Вот – алтарь; губастый кряжистый молодец, одетый богато, но вызывающе вульгарно, браво выкатив грудь, бережно поддерживает под руку щупленькую девушку в подвенечном платье; лицо невесты скрыто тончайшим покрывалом; легкий ветерок, налетев, откидывает вуаль – и я вижу: это Олла; она совсем не повзрослела, и в глазах ее все та же пустота, но щеки румяны, а на губах играет загадочная улыбка…

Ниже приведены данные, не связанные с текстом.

use actix_web::{HttpRequest, HttpResponse, Result as ActixResult};

use super::{AssignmentService, assignment_not_found};
use crate::models::{ApiResponse, ErrorCode};
use crate::services::common::storage_error_response;

pub async fn get_assignment(
    service: &AssignmentService,
    request: &HttpRequest,
    assignment_id: i64,
) -> ActixResult<HttpResponse> {
    let storage = service.get_storage(request);

    match storage.get_assignment_by_id(assignment_id).await {
        Ok(Some(assignment)) => Ok(HttpResponse::Ok().json(ApiResponse::success(
            assignment,
            "Assignment retrieved successfully",
        ))),
        Ok(None) => Ok(assignment_not_found()),
        Err(e) => Ok(storage_error_response(
            &e,
            ErrorCode::Conflict,
            "Failed to get assignment",
        )),
    }
}
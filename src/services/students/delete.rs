use actix_web::{HttpRequest, HttpResponse, Result as ActixResult};
use tracing::info;

use super::StudentService;
use crate::models::{ApiResponse, ErrorCode};
use crate::services::common::storage_error_response;

pub async fn delete_student(
    service: &StudentService,
    request: &HttpRequest,
    student_id: i64,
) -> ActixResult<HttpResponse> {
    let storage = service.get_storage(request);

    match storage.delete_student(student_id).await {
        Ok(true) => {
            info!("Student {} deleted", student_id);
            Ok(HttpResponse::Ok().json(ApiResponse::success_empty("Student deleted successfully")))
        }
        Ok(false) => Ok(HttpResponse::NotFound().json(ApiResponse::error_empty(
            ErrorCode::StudentNotFound,
            "Student not found",
        ))),
        Err(e) => Ok(storage_error_response(
            &e,
            ErrorCode::Conflict,
            "Student deletion failed",
        )),
    }
}
use actix_web::{HttpRequest, HttpResponse, Result as ActixResult};

use super::StudentService;
use crate::models::{ApiResponse, ErrorCode};
use crate::services::common::storage_error_response;

pub async fn get_student(
    service: &StudentService,
    request: &HttpRequest,
    student_id: i64,
) -> ActixResult<HttpResponse> {
    let storage = service.get_storage(request);

    match storage.get_student_by_id(student_id).await {
        Ok(Some(student)) => Ok(HttpResponse::Ok().json(ApiResponse::success(
            student,
            "Student retrieved successfully",
        ))),
        Ok(None) => Ok(HttpResponse::NotFound().json(ApiResponse::error_empty(
            ErrorCode::StudentNotFound,
            "Student not found",
        ))),
        Err(e) => Ok(storage_error_response(
            &e,
            ErrorCode::Conflict,
            "Failed to get student",
        )),
    }
}
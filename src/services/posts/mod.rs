//! 文章
//!
//! 公开接口只返回已发布的文章，管理接口可见全部状态。

pub mod create;
pub mod delete;
pub mod get;
pub mod list;
pub mod update;

use actix_web::{HttpRequest, HttpResponse, Result as ActixResult};
use std::sync::Arc;

use crate::models::{
    ApiResponse, ErrorCode,
    posts::requests::{CreatePostRequest, PostListQuery, UpdatePostRequest},
};
use crate::services::common::storage_error_response;
use crate::storage::Storage;

pub struct PostService {
    storage: Option<Arc<dyn Storage>>,
}

impl PostService {
    pub fn new_lazy() -> Self {
        Self { storage: None }
    }

    pub(crate) fn get_storage(&self, request: &HttpRequest) -> Arc<dyn Storage> {
        if let Some(storage) = &self.storage {
            storage.clone()
        } else {
            request
                .app_data::<actix_web::web::Data<Arc<dyn Storage>>>()
                .expect("Storage not found in app data")
                .get_ref()
                .clone()
        }
    }

    // 公开列表，只含已发布文章
    pub async fn list_published_posts(
        &self,
        request: &HttpRequest,
        query: PostListQuery,
    ) -> ActixResult<HttpResponse> {
        list::list_posts(self, request, query, true).await
    }

    pub async fn list_all_posts(
        &self,
        request: &HttpRequest,
        query: PostListQuery,
    ) -> ActixResult<HttpResponse> {
        list::list_posts(self, request, query, false).await
    }

    pub async fn get_published_post(
        &self,
        request: &HttpRequest,
        slug: String,
    ) -> ActixResult<HttpResponse> {
        get::get_published_post(self, request, slug).await
    }

    pub async fn get_post(&self, request: &HttpRequest, post_id: i64) -> ActixResult<HttpResponse> {
        get::get_post(self, request, post_id).await
    }

    pub async fn create_post(
        &self,
        request: &HttpRequest,
        post_data: CreatePostRequest,
    ) -> ActixResult<HttpResponse> {
        create::create_post(self, request, post_data).await
    }

    pub async fn update_post(
        &self,
        request: &HttpRequest,
        post_id: i64,
        update_data: UpdatePostRequest,
    ) -> ActixResult<HttpResponse> {
        update::update_post(self, request, post_id, update_data).await
    }

    pub async fn delete_post(
        &self,
        request: &HttpRequest,
        post_id: i64,
    ) -> ActixResult<HttpResponse> {
        delete::delete_post(self, request, post_id).await
    }
}

pub(crate) fn post_not_found() -> HttpResponse {
    HttpResponse::NotFound().json(ApiResponse::error_empty(
        ErrorCode::PostNotFound,
        "Post not found",
    ))
}

/// slug 被其他文章占用时返回 409
pub(crate) async fn ensure_slug_available(
    storage: &Arc<dyn Storage>,
    slug: &str,
    current_id: Option<i64>,
) -> Result<(), HttpResponse> {
    match storage.get_post_by_slug(slug).await {
        Ok(Some(existing)) if Some(existing.id) != current_id => {
            Err(HttpResponse::Conflict().json(ApiResponse::error_empty(
                ErrorCode::PostSlugAlreadyExists,
                format!("Slug '{slug}' is already in use"),
            )))
        }
        Ok(_) => Ok(()),
        Err(e) => Err(storage_error_response(
            &e,
            ErrorCode::PostSlugAlreadyExists,
            "查询文章失败",
        )),
    }
}
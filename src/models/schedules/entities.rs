use chrono::NaiveTime;
use serde::{Deserialize, Serialize};
use ts_rs::TS;

// 每周固定课表
#[derive(Debug, Clone, Serialize, Deserialize, TS)]
#[ts(export, export_to = "schedule.ts")]
pub struct ClassSchedule {
    pub id: i64,
    pub class_id: i64,
    // 0 = 周日 ... 6 = 周六
    pub day_of_week: i32,
    pub start_time: NaiveTime,
    pub end_time: NaiveTime,
    pub room: Option<String>,
    // 授课教师（教师档案 ID）
    pub teacher_ids: Vec<i64>,
    pub created_at: chrono::DateTime<chrono::Utc>,
    pub updated_at: chrono::DateTime<chrono::Utc>,
}
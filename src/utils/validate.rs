use once_cell::sync::Lazy;
use regex::Regex;

static EMAIL_RE: Lazy<Regex> = Lazy::new(|| {
    Regex::new(r"^[A-Za-z0-9._%+-]+@[A-Za-z0-9.-]+\.[A-Za-z]{2,}$").expect("Invalid email regex")
});

static PHONE_RE: Lazy<Regex> =
    Lazy::new(|| Regex::new(r"^\+?[0-9][0-9 \-]{5,19}$").expect("Invalid phone regex"));

pub fn validate_email(email: &str) -> Result<(), &'static str> {
    if !EMAIL_RE.is_match(email) {
        return Err("Email format is invalid");
    }
    Ok(())
}

pub fn validate_person_name(name: &str) -> Result<(), &'static str> {
    let len = name.trim().chars().count();
    if len == 0 {
        return Err("Name must not be empty");
    }
    if len > 100 {
        return Err("Name must be at most 100 characters");
    }
    Ok(())
}

pub fn validate_phone(phone: &str) -> Result<(), &'static str> {
    if !PHONE_RE.is_match(phone.trim()) {
        return Err("Phone number format is invalid");
    }
    Ok(())
}

/// 缴费周期校验：月份 1-12，年份 2000-2100
pub fn validate_period(month: i32, year: i32) -> Result<(), &'static str> {
    if !(1..=12).contains(&month) {
        return Err("Month must be between 1 and 12");
    }
    if !(2000..=2100).contains(&year) {
        return Err("Year must be between 2000 and 2100");
    }
    Ok(())
}

#[cfg(test)]
mod tests {
    use super::*;

    #[test]
    fn test_email() {
        assert!(validate_email("ana.lopez@school.edu").is_ok());
        assert!(validate_email("ana@school").is_err());
        assert!(validate_email("not-an-email").is_err());
    }

    #[test]
    fn test_person_name() {
        assert!(validate_person_name("Ana López").is_ok());
        assert!(validate_person_name("   ").is_err());
        assert!(validate_person_name(&"x".repeat(101)).is_err());
    }

    #[test]
    fn test_phone() {
        assert!(validate_phone("+62 812-3456-7890").is_ok());
        assert!(validate_phone("0812345678").is_ok());
        assert!(validate_phone("call me").is_err());
        assert!(validate_phone("123").is_err());
    }

    #[test]
    fn test_period() {
        assert!(validate_period(1, 2025).is_ok());
        assert!(validate_period(12, 2100).is_ok());
        assert!(validate_period(0, 2025).is_err());
        assert!(validate_period(13, 2025).is_err());
        assert!(validate_period(6, 1999).is_err());
    }
}
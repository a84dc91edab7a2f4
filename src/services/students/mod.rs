pub mod create;
pub mod delete;
pub mod get;
pub mod import;
pub mod list;
pub mod template;
pub mod update;

use actix_multipart::Multipart;
use actix_web::{HttpRequest, HttpResponse, Result as ActixResult};
use std::sync::Arc;

use crate::models::imports::TemplateFormat;
use crate::models::students::requests::{
    CreateStudentRequest, StudentListQuery, UpdateStudentRequest,
};
use crate::storage::Storage;

pub struct StudentService {
    storage: Option<Arc<dyn Storage>>,
}

impl StudentService {
    pub fn new_lazy() -> Self {
        Self { storage: None }
    }

    pub(crate) fn get_storage(&self, request: &HttpRequest) -> Arc<dyn Storage> {
        if let Some(storage) = &self.storage {
            storage.clone()
        } else {
            request
                .app_data::<actix_web::web::Data<Arc<dyn Storage>>>()
                .expect("Storage not found in app data")
                .get_ref()
                .clone()
        }
    }

    pub async fn list_students(
        &self,
        request: &HttpRequest,
        query: StudentListQuery,
    ) -> ActixResult<HttpResponse> {
        list::list_students(self, request, query).await
    }

    pub async fn create_student(
        &self,
        request: &HttpRequest,
        student_data: CreateStudentRequest,
    ) -> ActixResult<HttpResponse> {
        create::create_student(self, request, student_data).await
    }

    pub async fn get_student(
        &self,
        request: &HttpRequest,
        student_id: i64,
    ) -> ActixResult<HttpResponse> {
        get::get_student(self, request, student_id).await
    }

    pub async fn update_student(
        &self,
        request: &HttpRequest,
        student_id: i64,
        update_data: UpdateStudentRequest,
    ) -> ActixResult<HttpResponse> {
        update::update_student(self, request, student_id, update_data).await
    }

    // 级联删除选课、考勤与缴费记录
    pub async fn delete_student(
        &self,
        request: &HttpRequest,
        student_id: i64,
    ) -> ActixResult<HttpResponse> {
        delete::delete_student(self, request, student_id).await
    }

    // 从 xlsx / csv 批量导入
    pub async fn import_students(
        &self,
        request: &HttpRequest,
        payload: Multipart,
    ) -> ActixResult<HttpResponse> {
        import::import_students(self, request, payload).await
    }

    pub async fn download_template(&self, format: TemplateFormat) -> ActixResult<HttpResponse> {
        Ok(template::download_template(format))
    }
}

/// 学生字段校验，创建与更新共用
pub(crate) fn validate_student_fields(
    name: Option<&str>,
    email: Option<&str>,
    phone: Option<&str>,
    guardian_phone: Option<&str>,
) -> Result<(), String> {
    use crate::utils::validate::{validate_email, validate_person_name, validate_phone};

    if let Some(name) = name {
        validate_person_name(name).map_err(|e| format!("name: {e}"))?;
    }
    if let Some(email) = email {
        validate_email(email.trim()).map_err(|e| format!("email: {e}"))?;
    }
    if let Some(phone) = phone {
        validate_phone(phone).map_err(|e| format!("phone: {e}"))?;
    }
    if let Some(phone) = guardian_phone {
        validate_phone(phone).map_err(|e| format!("guardian_phone: {e}"))?;
    }
    Ok(())
}
use serde::{Deserialize, Serialize};
use ts_rs::TS;

#[derive(Debug, Clone, Serialize, Deserialize, TS)]
#[ts(export, export_to = "class.ts")]
pub struct Class {
    // 班级ID
    pub id: i64,
    // 班级名称
    pub name: String,
    pub description: Option<String>,
    // 负责教师（教师档案 ID）
    pub teacher_id: Option<i64>,
    pub level: Option<String>,
    // 月学费
    pub monthly_fee: f64,
    // 容量上限
    pub capacity: Option<i32>,
    pub created_at: chrono::DateTime<chrono::Utc>,
    pub updated_at: chrono::DateTime<chrono::Utc>,
}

Вот – бескрайняя равнина, пропитанная кровью и потом; трава истоптана ногами дерущихся людей; битва длится уже много часов, воины рвут и режут друг друга в бессмысленном азарте убийства; на холме развевается огромный, алый с золотом стяг, а к холму неторопливой рысью движется конница; впереди, под голубым вымпелом, всадник в пластинчатой броне, без шлема; он оборачивается – и я вижу: это тот самый, губастый и кряжистый, только сейчас на лице его не сытая радость, а отчаянная решимость и с трудом скрываемый страх…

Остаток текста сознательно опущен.